FAQ Frequently Asked Questions

When are permits required?

TRADE PROMOTION LOTTERIES

Promotions conducted by businesses that contain any element of chance in the determination of winners (e.g., via a draw, instant win, etc.) are known as “trade promotion lotteries” and will require a permit number, in each of the below states, as described:

  • New South Wales regardless of the total prize pool;
  • ACT only if the total value of prizes exceeds $3,000;
  • South Australia if: (i) the winners are determined by a draw and the total prize pool is more than $5,000; or (ii) if there is an instant win element in the promotion, regardless of the total prize pool.  The SA lottery department has verbally advised that only instant win mechanics involving scratch cards, prizes hidden inside packaging, etc., will be regarded as instant win promotions, whereas instant win mechanics conducted electronically (e.g., via SMS, MMS, Internet, etc.) will be regarded as draws and only require permits if the total prize pool is over $5,000.  However, we have not had this clearly confirmed in writing to date;
  • Northern Territory only if the total value of prizes exceeds $5,000 and a permit is not being obtained in any other State/Territory;
  • VIC, QLD, WA and TAS do not currently have permit systems in force, although they do have legislation which governs the conduct of trade promotion lotteries.

LIMITED OFFERS WHERE A PRIZE IS AWARDED TO THE FIRST ‘X’ ENTRIES RECEIVED

Special considerations apply to promotions where the first entries received will receive the same gift until stock of the gift run out, as the various lottery departments have different policies regarding whether these promotions involve chance in determining the winners and therefore whether permits are required.

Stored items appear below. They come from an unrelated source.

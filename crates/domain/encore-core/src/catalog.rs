//! Hardcoded demo catalog. Every "backend" read in the application resolves
//! to one of these in-memory collections.

use chrono::NaiveDate;

use crate::{
    Event, EventCategory, MetricKind, RevenuePoint, SaleRecord, SalesMetric, TicketBatch,
    TicketType,
};

fn date(y: i32, m: u32, d: u32) -> NaiveDate {
    NaiveDate::from_ymd_opt(y, m, d).unwrap_or(NaiveDate::MIN)
}

fn batch(
    id: &str,
    name: &str,
    price_cents: u64,
    quantity: u32,
    sold: u32,
    ticket_type: TicketType,
) -> TicketBatch {
    TicketBatch {
        id: id.to_string(),
        name: name.to_string(),
        price_cents,
        quantity,
        sold,
        ticket_type,
    }
}

/// The curated events shown on the home grid.
pub fn featured_events() -> Vec<Event> {
    vec![
        Event {
            id: "1".into(),
            title: "Startup Summit 2024".into(),
            description: "Junte-se à maior conferência de startups da América Latina. \
                Conecte-se com investidores, fundadores e líderes da indústria. Teremos \
                mais de 50 palestrantes discutindo IA, SaaS, Fintech e muito mais. Food \
                trucks e happy hour de networking incluídos."
                .into(),
            location: "Expo Center Norte, São Paulo".into(),
            date: date(2024, 11, 15),
            time: "09:00".into(),
            image_url: "https://picsum.photos/800/400?random=1".into(),
            organizer: "Tech Ventures".into(),
            category: EventCategory::Business,
            batches: vec![batch("b1", "Lote Antecipado", 15_000, 100, 50, TicketType::Paid)],
        },
        Event {
            id: "2".into(),
            title: "React Universe Conf".into(),
            description: "Mergulhe fundo no ecossistema React e novidades do futuro.".into(),
            location: "Remoto / Online".into(),
            date: date(2024, 12, 1),
            time: "14:00".into(),
            image_url: "https://picsum.photos/800/400?random=2".into(),
            organizer: "JS Community".into(),
            category: EventCategory::Technology,
            batches: vec![batch("b2", "Entrada Geral", 0, 500, 300, TicketType::Free)],
        },
        Event {
            id: "3".into(),
            title: "Jazz no Parque".into(),
            description: "Uma noite de jazz suave, boa comida e vibrações incríveis.".into(),
            location: "Parque Ibirapuera, SP".into(),
            date: date(2024, 10, 20),
            time: "18:00".into(),
            image_url: "https://picsum.photos/800/400?random=3".into(),
            organizer: "Cultura da Cidade".into(),
            category: EventCategory::Music,
            batches: vec![batch("b3", "Área VIP", 8_000, 200, 20, TicketType::Paid)],
        },
    ]
}

pub fn event_by_id(id: &str) -> Option<Event> {
    featured_events().into_iter().find(|e| e.id == id)
}

/// Category filter pills on the home screen. "Todos" is always first.
pub fn category_pills() -> Vec<&'static str> {
    vec![
        "Todos",
        "Música",
        "Tecnologia",
        "Negócios",
        "Workshops",
        "Esportes",
        "Arte",
    ]
}

pub fn sales_metrics() -> Vec<SalesMetric> {
    vec![
        SalesMetric {
            label: "Receita Total".into(),
            kind: MetricKind::Currency,
            value: 12_450_000.0,
            change_pct: 12.5,
            positive: true,
        },
        SalesMetric {
            label: "Ingressos Vendidos".into(),
            kind: MetricKind::Count,
            value: 1240.0,
            change_pct: 8.2,
            positive: true,
        },
        SalesMetric {
            label: "Eventos Ativos".into(),
            kind: MetricKind::Count,
            value: 4.0,
            change_pct: 0.0,
            positive: true,
        },
        SalesMetric {
            label: "Conversão".into(),
            kind: MetricKind::Percent,
            value: 3.2,
            change_pct: -1.1,
            positive: false,
        },
    ]
}

pub fn weekly_revenue() -> Vec<RevenuePoint> {
    let days = [
        ("Seg", 400_000, 240),
        ("Ter", 300_000, 139),
        ("Qua", 200_000, 98),
        ("Qui", 278_000, 308),
        ("Sex", 189_000, 480),
        ("Sab", 239_000, 380),
        ("Dom", 349_000, 430),
    ];
    days.iter()
        .map(|(day, revenue_cents, tickets)| RevenuePoint {
            day: day.to_string(),
            revenue_cents: *revenue_cents,
            tickets: *tickets,
        })
        .collect()
}

pub fn recent_sales() -> Vec<SaleRecord> {
    (0..5)
        .map(|_| SaleRecord {
            initials: "PS".into(),
            label: "Compra de Ingresso".into(),
            event: "Tech Conference 2024".into(),
            amount_cents: 15_000,
        })
        .collect()
}

#[cfg(test)]
mod tests {
    use super::*;

    #[test]
    fn lookup_finds_featured_events_and_rejects_unknown_ids() {
        assert_eq!(event_by_id("1").map(|e| e.title), Some("Startup Summit 2024".into()));
        assert!(event_by_id("nope").is_none());
    }

    #[test]
    fn every_event_has_a_lead_batch() {
        for event in featured_events() {
            assert!(event.lead_batch().is_some(), "{} has no batch", event.id);
        }
    }

    #[test]
    fn weekly_series_covers_the_full_week() {
        let series = weekly_revenue();
        assert_eq!(series.len(), 7);
        assert_eq!(series[0].day, "Seg");
        assert_eq!(series[6].day, "Dom");
    }
}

  • South Australia: A permit will be required in SA if the total value of all gifts exceeds $5,000;
  • Australian Capital Territory: A permit may be required in the ACT, depending on whether the ACT lottery department considers that there is chance in the order of processing claims.  For example, if consumers are required to post in claims, then a permit will be required in the ACT as the promoter would have no way of determining which claims received in the same day’s mail arrived “first.”  Conversely, if consumers submit their claims via a website or the prizes are awarded on the spot at the time of purchase, a permit will not be required in the ACT as the ACT lottery department considers that there is no chance involved in determining the order in which claims are received;
  • New South Wales: A permit will also be required in NSW if consumers are  not made aware prior to submitting a claim or prior to completing any element of the claim process (e.g. purchasing a product) whether they will receive a gift.Generally speaking, in the case of a limited offer in NSW, if there is a two-step process required to redeem a gift then a permit will be required. For example, if consumers are firstly required to purchase a product at a shopping centre and then visit the information desk to be eligible to claim a gift, a permit will be required. A permit is required in this instance as the claimant would not know at the time of purchase whether all gifts have been claimed or not.If there is only one step required to submit a claim, then in a majority of cases a permit will not be required. For example, if consumers must complete and submit a form online to claim, a permit would not be required as long as the website is disabled once the maximum number of claims permitted has been received.
  • A permit will not be required in NT if:  i)  all gifts are the same (and therefore have the same value), and the number of gifts to be awarded is clearly set out in all advertising material;  ii)  the total value of gifts is $5,000 or less; or iii) a permit is being obtained in any other State/Territory.
  • VIC, QLD, WA and TAS do not currently have permit systems in force, therefore no permits are required in these States.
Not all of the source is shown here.